The popularity and acceptance of this particular standard was relatively high when we adopted it (around 1993) and provided us with a way to exchange this type of data with a number of other systems, which was and has been a benefit for many of our customers.
We selected this specific transaction set based on:
- Relative completeness of data elements included in the standard.
- Coverage of representative workflows for our customers.
- Growing acceptance of the transaction sets among vendors.
- Data representation in an abstract, application-neutral format.
4) What was your experience implementing this standard?
Our answers to the following questions cover our view and efforts in developing the general framework needed to implement the HL7 standard as part of our application functionality. Our answers do not, however, reflect the possible effort that our customers needed to utilize the standard for actual data exchange among vendors.
Along with incorporating data elements included in the standard in our clinical applications, we implemented the general framework (hierarchical model) of HL7 messaging. Based on this generic framework, implementation of the various HL7 transaction sets was relatively simple.
a) What aspect of implementing this standard exceeded your expectations?
None.
b) How long did it take for your organization to implement this standard?
The initial interface development following this standard took us approximately six months. However, the interface development is an ongoing process as the standard evolves and as we add more options/functionality to our interfaces and applications.
When we implement these interfaces with our customers, the usual implementation time (analysis, installation of the interface, application setup, custom programming, testing) is between three and six months, depending on the complexity of the overall project.
c) What was the total implementation cost? (Please include your best estimate for fees, education, interface engines, custom coding, testing, maintenance, etc.)
The implementation cost for customers consists of license fees, staffing for the implementation period, and maintenance staffing once the interface is active in a real data environment.
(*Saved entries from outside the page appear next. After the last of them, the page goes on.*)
use std::collections::BTreeMap;

use chrono::NaiveDateTime;
use serde::Serialize;

use super::classify::{classify, MaintenanceType};
use super::interval::average_gap;
use super::policy::ScoreBand;
use super::{days_between, FleetDataSource, FleetJobCard, PredictionPolicy};
use crate::error::FleetError;

#[derive(Serialize, Clone, Debug, PartialEq)]
#[serde(rename_all = "camelCase")]
pub struct FailurePattern {
    pub trainset_id: i32,
    pub train_id: String,
    pub maintenance_type: MaintenanceType,
    pub failure_count: usize,
    pub avg_days_between_failures: i64,
    pub last_failure_date: NaiveDateTime,
    pub risk_score: u32,
    pub recommendation: String,
}

/// Finds recurring maintenance issues of the same type on the same trainset.
///
/// Read failures are logged and yield an empty list.
pub async fn detect_failure_patterns<S: FleetDataSource>(
    source: &S,
    policy: &PredictionPolicy,
    now: NaiveDateTime,
) -> Vec<FailurePattern> {
    match source.list_fleet_job_cards().await {
        Ok(cards) => {
            let patterns = patterns_from_cards(&cards, policy, now);
            tracing::debug!("Detected {} failure patterns", patterns.len());
            patterns
        }
        Err(e) => {
            tracing::error!("Error detecting failure patterns: {}", e);
            Vec::new()
        }
    }
}

pub fn patterns_from_cards(
    cards: &[FleetJobCard],
    policy: &PredictionPolicy,
    now: NaiveDateTime,
) -> Vec<FailurePattern> {
    // 1. GROUP by (trainset, inferred type)
    let mut groups: BTreeMap<(i32, MaintenanceType), Vec<&FleetJobCard>> = BTreeMap::new();
    for record in cards {
        let kind = classify(&record.card.description);
        groups.entry((record.card.trainset_id, kind)).or_default().push(record);
    }

    // 2. SCORE each group with enough history
    let mut patterns: Vec<FailurePattern> = groups
        .into_iter()
        .filter(|(_, records)| records.len() >= policy.pattern_min_records)
        .filter_map(|((trainset_id, kind), records)| score_group(trainset_id, kind, &records, policy, now))
        .filter(|p| p.risk_score >= policy.pattern_min_score)
        .collect();

    // 3. RANK most concerning first
    patterns.sort_by(|a, b| b.risk_score.cmp(&a.risk_score));
    patterns
}

fn score_group(
    trainset_id: i32,
    kind: MaintenanceType,
    records: &[&FleetJobCard],
    policy: &PredictionPolicy,
    now: NaiveDateTime,
) -> Option<FailurePattern> {
    let mut dates: Vec<NaiveDateTime> = records.iter().map(|r| r.card.raised_date).collect();
    dates.sort_by(|a, b| b.cmp(a));

    let avg_gap = average_gap(&dates);
    let last_failure = *dates.first()?;
    let failure_count = records.len();
    let risk_score = risk_score(failure_count, avg_gap, last_failure, policy, now);

    Some(FailurePattern {
        trainset_id,
        train_id: records[0].serial_no.clone(),
        maintenance_type: kind,
        failure_count,
        avg_days_between_failures: avg_gap,
        last_failure_date: last_failure,
        risk_score,
        recommendation: recommendation(kind, failure_count, risk_score, policy),
    })
}

pub fn risk_score(
    failure_count: usize,
    avg_gap_days: i64,
    last_failure: NaiveDateTime,
    policy: &PredictionPolicy,
    now: NaiveDateTime,
) -> u32 {
    let count = u32::try_from(failure_count).unwrap_or(u32::MAX);

    let frequency = count
        .saturating_mul(policy.frequency_points_per_failure)
        .min(policy.frequency_points_cap);
    let interval = ScoreBand::score(&policy.interval_bands, avg_gap_days as f64);
    let recency = ScoreBand::score(&policy.recency_bands, days_between(now, last_failure));
    let consistency = if failure_count >= policy.consistency_min_failures
        && avg_gap_days < policy.consistency_max_gap_days
    {
        policy.consistency_bonus
    } else {
        0
    };

    (frequency + interval + recency + consistency).min(policy.max_risk_score)
}

fn recommendation(kind: MaintenanceType, count: usize, risk: u32, policy: &PredictionPolicy) -> String {
    if risk >= policy.pattern_critical_score {
        format!(
            "CRITICAL: Consider immediate component replacement for {} system. {} failures in short timeframe indicates systemic failure.",
            kind, count
        )
    } else if risk >= policy.pattern_high_score {
        format!(
            "HIGH PRIORITY: Investigate root cause of recurring {} failures. Consider upgrading components or maintenance procedures.",
            kind
        )
    } else {
        format!("Monitor {} system closely. Pattern detected but not yet critical.", kind)
    }
}
use std::env;
use std::net::SocketAddr;

use crate::error::FleetError;

const DEFAULT_DATABASE_URL: &str = "sqlite://kmrl_fleet.db?mode=rwc";
const DEFAULT_BIND_ADDR: &str = "0.0.0.0:8000";

/// Process configuration, read from the environment (and `.env` if present).
///
/// - `DATABASE_URL`: SeaORM connection string, SQLite by default
/// - `BIND_ADDR`: listen address for the HTTP server
#[derive(Clone, Debug)]
pub struct AppConfig {
    pub database_url: String,
    pub bind_addr: SocketAddr,
}

impl AppConfig {
    pub fn from_env() -> Result<Self, FleetError> {
        dotenvy::dotenv().ok();
        Self::from_vars(env::var("DATABASE_URL").ok(), env::var("BIND_ADDR").ok())
    }

    fn from_vars(database_url: Option<String>, bind_addr: Option<String>) -> Result<Self, FleetError> {
        let database_url = database_url
            .filter(|v| !v.trim().is_empty())
            .unwrap_or_else(|| DEFAULT_DATABASE_URL.to_string());

        let raw_addr = bind_addr.unwrap_or_else(|| DEFAULT_BIND_ADDR.to_string());
        let bind_addr = raw_addr
            .parse::<SocketAddr>()
            .map_err(|e| FleetError::Config(format!("BIND_ADDR '{}' is invalid: {}", raw_addr, e)))?;

        Ok(Self { database_url, bind_addr })
    }
}

#[cfg(test)]
mod tests {
    use super::*;

    #[test]
    fn falls_back_to_defaults() {
        let cfg = AppConfig::from_vars(None, None).unwrap();
        assert_eq!(cfg.database_url, DEFAULT_DATABASE_URL);
        assert_eq!(cfg.bind_addr.port(), 8000);
    }

    #[test]
    fn blank_database_url_uses_default() {
        let cfg = AppConfig::from_vars(Some("  ".into()), None).unwrap();
        assert_eq!(cfg.database_url, DEFAULT_DATABASE_URL);
    }

    #[test]
    fn rejects_bad_bind_addr() {
        let err = AppConfig::from_vars(None, Some("not-an-addr".into())).unwrap_err();
        assert!(matches!(err, FleetError::Config(_)));
    }
}
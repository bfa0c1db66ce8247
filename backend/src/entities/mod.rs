pub mod job_card;
pub mod trainset;
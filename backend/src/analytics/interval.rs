use chrono::NaiveDateTime;

use super::{days_between, JobCardRecord, PredictionPolicy};

/// Average days between consecutive maintenance events of one trainset.
///
/// `closed` holds the trainset's closed cards, most recent first. Each card
/// is dated by its closed date, falling back to the raised date. With fewer
/// than `min_closed_for_interval` cards the policy default is returned.
pub fn estimate_interval(closed: &[JobCardRecord], policy: &PredictionPolicy) -> i64 {
    if closed.len() < policy.min_closed_for_interval {
        return policy.default_interval_days;
    }

    let dates: Vec<NaiveDateTime> = closed.iter().map(JobCardRecord::effective_date).collect();
    let gaps = dates.windows(2).map(|pair| days_between(pair[0], pair[1]).abs());
    round_days(mean(gaps))
}

/// Rounded mean gap between dates already sorted newest first.
pub fn average_gap(dates_newest_first: &[NaiveDateTime]) -> i64 {
    if dates_newest_first.len() < 2 {
        return 0;
    }
    let gaps = dates_newest_first.windows(2).map(|pair| days_between(pair[0], pair[1]));
    round_days(mean(gaps))
}

fn mean(values: impl Iterator<Item = f64>) -> f64 {
    let (sum, count) = values.fold((0.0, 0usize), |(sum, count), v| (sum + v, count + 1));
    if count == 0 { 0.0 } else { sum / count as f64 }
}

// Halves round up, also for negative values.
fn round_days(days: f64) -> i64 {
    (days + 0.5).floor() as i64
}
These costs vary based on the complexity of a customers system and specific interface needs.
d) After you completed the implementation of this standard, did it prove to be easy to use?
The main reasons for the relatively long implementation and testing time are:
- Not all vendors follow the standard and very often we have to compensate for that.
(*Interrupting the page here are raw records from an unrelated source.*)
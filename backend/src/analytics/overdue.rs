use chrono::{Duration, NaiveDateTime};
use serde::Serialize;

use super::interval::estimate_interval;
use super::{days_between, FleetDataSource, JobCardRecord, JobStatus, PredictionPolicy, TrainsetRecord};
use crate::error::FleetError;

#[derive(Serialize, Clone, Copy, Debug, PartialEq, Eq, PartialOrd, Ord, Hash)]
#[serde(rename_all = "UPPERCASE")]
pub enum RiskLevel {
    Low,
    Medium,
    High,
    Critical,
}

impl RiskLevel {
    pub fn as_str(&self) -> &'static str {
        match self {
            Self::Low => "LOW",
            Self::Medium => "MEDIUM",
            Self::High => "HIGH",
            Self::Critical => "CRITICAL",
        }
    }

    /// Case-insensitive parse of `LOW`, `MEDIUM`, `HIGH`, `CRITICAL`.
    pub fn parse(s: &str) -> Option<Self> {
        [Self::Low, Self::Medium, Self::High, Self::Critical]
            .into_iter()
            .find(|level| level.as_str().eq_ignore_ascii_case(s.trim()))
    }
}

#[derive(Serialize, Clone, Debug, PartialEq)]
#[serde(rename_all = "camelCase")]
pub struct MaintenancePrediction {
    pub trainset_id: i32,
    pub train_id: String,
    pub predicted_overdue_date: NaiveDateTime,
    pub days_until_overdue: i64,
    pub confidence: u32,
    pub risk_level: RiskLevel,
    pub recommendation: String,
    pub factors: Vec<String>,
}

/// Projects the next maintenance due date of every active trainset.
///
/// Read failures are logged and yield an empty list, which callers must read
/// as "predictions unavailable" rather than "fleet healthy".
pub async fn predict_maintenance_overdue<S: FleetDataSource>(
    source: &S,
    policy: &PredictionPolicy,
    now: NaiveDateTime,
) -> Vec<MaintenancePrediction> {
    match try_predict(source, policy, now).await {
        Ok(predictions) => predictions,
        Err(e) => {
            tracing::error!("Error predicting maintenance overdue: {}", e);
            Vec::new()
        }
    }
}

async fn try_predict<S: FleetDataSource>(
    source: &S,
    policy: &PredictionPolicy,
    now: NaiveDateTime,
) -> Result<Vec<MaintenancePrediction>, FleetError> {
    let trainsets = source.list_active_trainsets().await?;
    let mut predictions = Vec::with_capacity(trainsets.len());

    for train in &trainsets {
        let history = source.list_job_cards(train.trainset_id, policy.history_limit).await?;
        if let Some(prediction) = predict_for_trainset(train, &history, policy, now) {
            predictions.push(prediction);
        }
    }

    predictions.sort_by_key(|p| p.days_until_overdue);
    tracing::debug!("Generated {} maintenance predictions", predictions.len());
    Ok(predictions)
}

/// Prediction for one trainset from its recent history (newest first).
/// `None` when there is no history or no date to project from.
pub fn predict_for_trainset(
    train: &TrainsetRecord,
    history: &[JobCardRecord],
    policy: &PredictionPolicy,
    now: NaiveDateTime,
) -> Option<MaintenancePrediction> {
    if history.is_empty() {
        return None;
    }

    let closed: Vec<JobCardRecord> = history
        .iter()
        .filter(|c| c.status == JobStatus::Closed)
        .cloned()
        .collect();
    let interval = estimate_interval(&closed, policy);

    let last_maintenance = closed
        .first()
        .and_then(|c| c.closed_date)
        .or(train.last_service_date)?;

    let predicted = last_maintenance + Duration::days(interval);
    let days_until_overdue = days_between(predicted, now).ceil() as i64;

    let risk_level = risk_level(days_until_overdue, policy);

    Some(MaintenancePrediction {
        trainset_id: train.trainset_id,
        train_id: train.serial_no.clone(),
        predicted_overdue_date: predicted,
        days_until_overdue,
        confidence: confidence(history.len(), interval, policy),
        risk_level,
        recommendation: recommendation(risk_level, days_until_overdue),
        factors: factors(train, history, interval, policy, now),
    })
}

pub fn risk_level(days_until_overdue: i64, policy: &PredictionPolicy) -> RiskLevel {
    if days_until_overdue <= policy.critical_max_days {
        RiskLevel::Critical
    } else if days_until_overdue <= policy.high_max_days {
        RiskLevel::High
    } else if days_until_overdue <= policy.medium_max_days {
        RiskLevel::Medium
    } else {
        RiskLevel::Low
    }
}

pub fn confidence(history_len: usize, interval_days: i64, policy: &PredictionPolicy) -> u32 {
    let consistent = (policy.consistent_interval_min_days..=policy.consistent_interval_max_days)
        .contains(&interval_days);
    let base = if consistent {
        policy.consistent_base_confidence
    } else {
        policy.inconsistent_base_confidence
    };

    let records = u32::try_from(history_len).unwrap_or(u32::MAX);
    let data = records
        .saturating_mul(policy.confidence_per_record)
        .min(policy.max_history_confidence);

    base.saturating_add(data).min(policy.max_confidence)
}

fn factors(
    train: &TrainsetRecord,
    history: &[JobCardRecord],
    interval_days: i64,
    policy: &PredictionPolicy,
    now: NaiveDateTime,
) -> Vec<String> {
    let mut factors = Vec::new();

    if train.mileage_km > policy.high_mileage_km {
        factors.push(format!("High mileage ({} km)", train.mileage_km));
    }

    if history.len() >= policy.rich_history_records {
        factors.push(format!("Rich maintenance history ({} records)", history.len()));
    }

    if interval_days < policy.frequent_interval_days {
        factors.push(format!("Frequent maintenance pattern (avg {} days)", interval_days));
    }

    let window = policy.recent_activity_window_days as f64;
    let recent = history
        .iter()
        .filter(|c| days_between(now, c.raised_date) <= window)
        .count();
    if recent >= policy.recent_activity_min_cards {
        factors.push(format!(
            "Recent maintenance activity ({} in last {} months)",
            recent,
            policy.recent_activity_window_days / 30
        ));
    }

    factors
}

fn recommendation(level: RiskLevel, days_until_overdue: i64) -> String {
    match level {
        RiskLevel::Critical => {
            "IMMEDIATE ACTION REQUIRED: Schedule emergency maintenance within 24 hours.".to_string()
        }
        RiskLevel::High => format!(
            "Schedule maintenance within {} days to prevent service disruption.",
            days_until_overdue.max(1)
        ),
        RiskLevel::Medium => "Plan maintenance in next scheduling window. Monitor closely.".to_string(),
        RiskLevel::Low => "Continue regular monitoring. No immediate action required.".to_string(),
    }
}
- Ambiguity and optionality in the standards specifications.
It is our belief that the main reason for the ambiguity and optionality in the specifications comes from the fact that the individual transactions we address here were not designed to be part of a global PMR framework.
For example, the DFT^P03 message type (chapter 6) contains a DG1 segment, a PR1 segment, and an FT1 segment. The purpose of the DG1 and PR1 segments is to specify the diagnoses and procedures related to the financial transaction in the FT1 segment. At the same time, the FT1 segment itself contains fields for both the diagnoses and the procedures associated with the financial transaction.
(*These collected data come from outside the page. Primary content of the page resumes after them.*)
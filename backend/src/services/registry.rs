//! Writes that populate the fleet: registering trainsets, logging and
//! closing job cards. The prediction pipeline itself never writes.

use chrono::NaiveDateTime;
use sea_orm::*;
use serde::Serialize;

use crate::analytics::{JobStatus, TrainsetStatus};
use crate::entities::{job_card, trainset};
use crate::error::FleetError;

#[derive(Debug, Clone)]
pub struct NewTrainset {
    pub serial_no: String,
    pub status: TrainsetStatus,
    pub mileage_km: i64,
    pub last_service_date: Option<NaiveDateTime>,
}

#[derive(Debug, Clone)]
pub struct NewJobCard {
    pub trainset_id: i32,
    pub description: String,
    pub status: JobStatus,
    pub raised_date: NaiveDateTime,
    pub closed_date: Option<NaiveDateTime>,
}

#[derive(Serialize, Debug, Clone, PartialEq)]
#[serde(rename_all = "camelCase")]
pub struct FleetStats {
    pub total_trainsets: u64,
    pub active: u64,
    pub standby: u64,
    pub in_maintenance: u64,
    pub open_job_cards: u64,
    pub in_progress_job_cards: u64,
}

pub async fn register_trainset(
    db: &DatabaseConnection,
    input: NewTrainset,
    now: NaiveDateTime,
) -> Result<trainset::Model, FleetError> {
    let taken = trainset::Entity::find()
        .filter(trainset::Column::SerialNo.eq(input.serial_no.as_str()))
        .one(db)
        .await?;
    if taken.is_some() {
        return Err(FleetError::Validation(format!("trainset {} is already registered", input.serial_no)));
    }

    let model = trainset::ActiveModel {
        serial_no: Set(input.serial_no),
        status: Set(input.status.as_str().to_string()),
        mileage_km: Set(input.mileage_km),
        last_service_date: Set(input.last_service_date),
        created_at: Set(now),
        updated_at: Set(now),
        ..Default::default()
    }
    .insert(db)
    .await?;

    tracing::info!("Registered trainset {} (id {})", model.serial_no, model.trainset_id);
    Ok(model)
}

pub async fn list_trainsets(db: &DatabaseConnection) -> Result<Vec<trainset::Model>, FleetError> {
    Ok(trainset::Entity::find()
        .order_by_asc(trainset::Column::TrainsetId)
        .all(db)
        .await?)
}

pub async fn log_job_card(
    db: &DatabaseConnection,
    input: NewJobCard,
    now: NaiveDateTime,
) -> Result<job_card::Model, FleetError> {
    if trainset::Entity::find_by_id(input.trainset_id).one(db).await?.is_none() {
        return Err(FleetError::NotFound(format!("trainset {}", input.trainset_id)));
    }

    let closed_date = match (input.status, input.closed_date) {
        (JobStatus::Closed, None) => Some(now),
        (JobStatus::Closed, Some(closed)) if closed < input.raised_date => {
            return Err(FleetError::Validation("closed date precedes raised date".to_string()));
        }
        (JobStatus::Closed, closed) => closed,
        (_, Some(_)) => {
            return Err(FleetError::Validation("only closed job cards may carry a closed date".to_string()));
        }
        (_, None) => None,
    };

    let txn = db.begin().await?;
    let model = job_card::ActiveModel {
        trainset_id: Set(input.trainset_id),
        description: Set(input.description),
        status: Set(input.status.as_str().to_string()),
        raised_date: Set(input.raised_date),
        closed_date: Set(closed_date),
        created_at: Set(now),
        updated_at: Set(now),
        ..Default::default()
    }
    .insert(&txn)
    .await?;

    if let Some(closed_at) = closed_date {
        stamp_last_service(&txn, model.trainset_id, closed_at).await?;
    }
    txn.commit().await?;

    tracing::info!("Logged job card {} for trainset {}", model.jobcard_id, model.trainset_id);
    Ok(model)
}

pub async fn list_job_cards(
    db: &DatabaseConnection,
    trainset_id: Option<i32>,
) -> Result<Vec<job_card::Model>, FleetError> {
    let mut query = job_card::Entity::find();
    if let Some(id) = trainset_id {
        query = query.filter(job_card::Column::TrainsetId.eq(id));
    }
    Ok(query
        .order_by_desc(job_card::Column::RaisedDate)
        .order_by_desc(job_card::Column::JobcardId)
        .all(db)
        .await?)
}

/// Closes a job card and stamps its trainset's last service date, unless the
/// trainset already records a later service. Closing twice is a no-op.
pub async fn close_job_card(
    db: &DatabaseConnection,
    jobcard_id: i32,
    closed_at: NaiveDateTime,
) -> Result<job_card::Model, FleetError> {
    let txn = db.begin().await?;

    let card = job_card::Entity::find_by_id(jobcard_id)
        .one(&txn)
        .await?
        .ok_or_else(|| FleetError::NotFound(format!("job card {}", jobcard_id)))?;

    if card.status == JobStatus::Closed.as_str() {
        txn.commit().await?;
        return Ok(card);
    }
    if closed_at < card.raised_date {
        return Err(FleetError::Validation("closed date precedes raised date".to_string()));
    }

    let trainset_id = card.trainset_id;
    let mut active: job_card::ActiveModel = card.into();
    active.status = Set(JobStatus::Closed.as_str().to_string());
    active.closed_date = Set(Some(closed_at));
    active.updated_at = Set(closed_at);
    let closed = active.update(&txn).await?;

    stamp_last_service(&txn, trainset_id, closed_at).await?;

    txn.commit().await?;
    tracing::info!("Closed job card {} for trainset {}", closed.jobcard_id, trainset_id);
    Ok(closed)
}

/// Moves the trainset's last service date forward to `closed_at`; an
/// earlier close never rewinds it.
async fn stamp_last_service(
    txn: &DatabaseTransaction,
    trainset_id: i32,
    closed_at: NaiveDateTime,
) -> Result<(), FleetError> {
    if let Some(train) = trainset::Entity::find_by_id(trainset_id).one(txn).await? {
        if train.last_service_date.map_or(true, |last| last < closed_at) {
            let mut train: trainset::ActiveModel = train.into();
            train.last_service_date = Set(Some(closed_at));
            train.updated_at = Set(closed_at);
            train.update(txn).await?;
        }
    }
    Ok(())
}

pub async fn fleet_stats(db: &DatabaseConnection) -> Result<FleetStats, FleetError> {
    let trainsets_with = |status: TrainsetStatus| {
        trainset::Entity::find()
            .filter(trainset::Column::Status.eq(status.as_str()))
            .count(db)
    };
    let cards_with = |status: JobStatus| {
        job_card::Entity::find()
            .filter(job_card::Column::Status.eq(status.as_str()))
            .count(db)
    };

    Ok(FleetStats {
        total_trainsets: trainset::Entity::find().count(db).await?,
        active: trainsets_with(TrainsetStatus::Active).await?,
        standby: trainsets_with(TrainsetStatus::Standby).await?,
        in_maintenance: trainsets_with(TrainsetStatus::Maintenance).await?,
        open_job_cards: cards_with(JobStatus::Open).await?,
        in_progress_job_cards: cards_with(JobStatus::InProgress).await?,
    })
}

#[cfg(test)]
mod tests {
    use super::*;
    use crate::analytics::fixtures::at;
    use crate::analytics::{predict_maintenance_overdue, PredictionPolicy};
    use crate::db::connect_in_memory;
    use crate::services::fleet_source::SeaOrmFleetSource;

    fn new_trainset(serial: &str, status: TrainsetStatus) -> NewTrainset {
        NewTrainset {
            serial_no: serial.to_string(),
            status,
            mileage_km: 12_500,
            last_service_date: None,
        }
    }

    fn new_card(trainset_id: i32, status: JobStatus) -> NewJobCard {
        NewJobCard {
            trainset_id,
            description: "Brake inspection".to_string(),
            status,
            raised_date: at("2024-04-01 00:00"),
            closed_date: None,
        }
    }

    #[tokio::test]
    async fn rejects_duplicate_serials() {
        let db = connect_in_memory().await;
        let now = at("2024-05-01 00:00");
        register_trainset(&db, new_trainset("TS-01", TrainsetStatus::Active), now).await.unwrap();

        let err = register_trainset(&db, new_trainset("TS-01", TrainsetStatus::Standby), now)
            .await
            .unwrap_err();
        assert!(matches!(err, FleetError::Validation(_)));
    }

    #[tokio::test]
    async fn job_card_needs_known_trainset() {
        let db = connect_in_memory().await;
        let err = log_job_card(&db, new_card(42, JobStatus::Open), at("2024-05-01 00:00"))
            .await
            .unwrap_err();
        assert!(matches!(err, FleetError::NotFound(_)));
    }

    #[tokio::test]
    async fn closed_card_without_date_is_closed_now() {
        let db = connect_in_memory().await;
        let now = at("2024-05-01 00:00");
        let train = register_trainset(&db, new_trainset("TS-01", TrainsetStatus::Active), now).await.unwrap();

        let card = log_job_card(&db, new_card(train.trainset_id, JobStatus::Closed), now).await.unwrap();
        assert_eq!(card.closed_date, Some(now));

        let mut open_with_date = new_card(train.trainset_id, JobStatus::Open);
        open_with_date.closed_date = Some(now);
        assert!(log_job_card(&db, open_with_date, now).await.is_err());
    }

    #[tokio::test]
    async fn closing_stamps_last_service_date() {
        let db = connect_in_memory().await;
        let now = at("2024-05-01 00:00");
        let train = register_trainset(&db, new_trainset("TS-01", TrainsetStatus::Active), now).await.unwrap();
        let card = log_job_card(&db, new_card(train.trainset_id, JobStatus::Open), now).await.unwrap();

        let closed_at = at("2024-05-02 09:30");
        let closed = close_job_card(&db, card.jobcard_id, closed_at).await.unwrap();
        assert_eq!(closed.status, "Closed");
        assert_eq!(closed.closed_date, Some(closed_at));

        let train = trainset::Entity::find_by_id(train.trainset_id).one(&db).await.unwrap().unwrap();
        assert_eq!(train.last_service_date, Some(closed_at));

        // second close keeps the original timestamp
        let again = close_job_card(&db, card.jobcard_id, at("2024-06-01 00:00")).await.unwrap();
        assert_eq!(again.closed_date, Some(closed_at));

        assert!(matches!(close_job_card(&db, 999, closed_at).await, Err(FleetError::NotFound(_))));
    }

    #[tokio::test]
    async fn logging_a_closed_card_stamps_last_service_date() {
        let db = connect_in_memory().await;
        let now = at("2024-05-01 00:00");
        let train = register_trainset(&db, new_trainset("TS-01", TrainsetStatus::Active), now).await.unwrap();

        let mut serviced = new_card(train.trainset_id, JobStatus::Closed);
        serviced.closed_date = Some(at("2024-04-10 00:00"));
        log_job_card(&db, serviced, now).await.unwrap();

        // an older closed card must not rewind the stamp
        let mut older = new_card(train.trainset_id, JobStatus::Closed);
        older.raised_date = at("2024-03-01 00:00");
        older.closed_date = Some(at("2024-03-02 00:00"));
        log_job_card(&db, older, now).await.unwrap();

        for _ in 0..11 {
            log_job_card(&db, new_card(train.trainset_id, JobStatus::Open), now).await.unwrap();
        }

        let stored = trainset::Entity::find_by_id(train.trainset_id).one(&db).await.unwrap().unwrap();
        assert_eq!(stored.last_service_date, Some(at("2024-04-10 00:00")));

        // the ten newest cards are all open, so the prediction relies on the stamp
        let policy = PredictionPolicy::default();
        let source = SeaOrmFleetSource::new(db.clone());
        let predictions = predict_maintenance_overdue(&source, &policy, now).await;
        assert_eq!(predictions.len(), 1);
        assert_eq!(predictions[0].predicted_overdue_date, at("2024-07-09 00:00"));
    }

    #[tokio::test]
    async fn stats_count_by_status() {
        let db = connect_in_memory().await;
        let now = at("2024-05-01 00:00");
        let a = register_trainset(&db, new_trainset("TS-01", TrainsetStatus::Active), now).await.unwrap();
        register_trainset(&db, new_trainset("TS-02", TrainsetStatus::Standby), now).await.unwrap();
        register_trainset(&db, new_trainset("TS-03", TrainsetStatus::Maintenance), now).await.unwrap();
        log_job_card(&db, new_card(a.trainset_id, JobStatus::Open), now).await.unwrap();
        log_job_card(&db, new_card(a.trainset_id, JobStatus::InProgress), now).await.unwrap();
        log_job_card(&db, new_card(a.trainset_id, JobStatus::Closed), now).await.unwrap();

        let stats = fleet_stats(&db).await.unwrap();
        assert_eq!(
            stats,
            FleetStats {
                total_trainsets: 3,
                active: 1,
                standby: 1,
                in_maintenance: 1,
                open_job_cards: 1,
                in_progress_job_cards: 1,
            }
        );
    }
}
5) What are the major weaknesses or limitations of this standard(s)?
a) What could or should be done to improve or strengthen this standard?
The standard should be based on a solid foundation using advanced methods and tools in modeling and systems design. This will ensure internal consistency among transaction sets and will greatly improve interoperability. HL7 has realized this requirement and has developed a Reference Information Model (RIM) as the basis of its new version 3 efforts. Currently the version 3 of the HL7 transaction sets is under ballot, and we believe this new version should be considered by the committee for inclusion in any future recommendations.
6) Have you evaluated any more current version(s) of the standards you are using?
a) If so, what is your evaluation of them?
In the version 3 of the standard, the RIM provides a rich and consistent foundation for exchanging the type of data contained in this transaction set.
Currently, the ballot for version 3 is not yet completed. It addresses the data relationship between patients, clinical, and financial data better than the previous versions of the standard.
We are actively participating in the balloting of the new version 3, and we plan to implement the new version as soon as it is approved (the expected timeframe for completing the balloting process is the middle of 2002).
3)What functions or characteristics caused you to select this standard for implementation?
(Chapter 3)
This transaction set provides an acceptable standard for the exchange of patient demographic and visit-specific data.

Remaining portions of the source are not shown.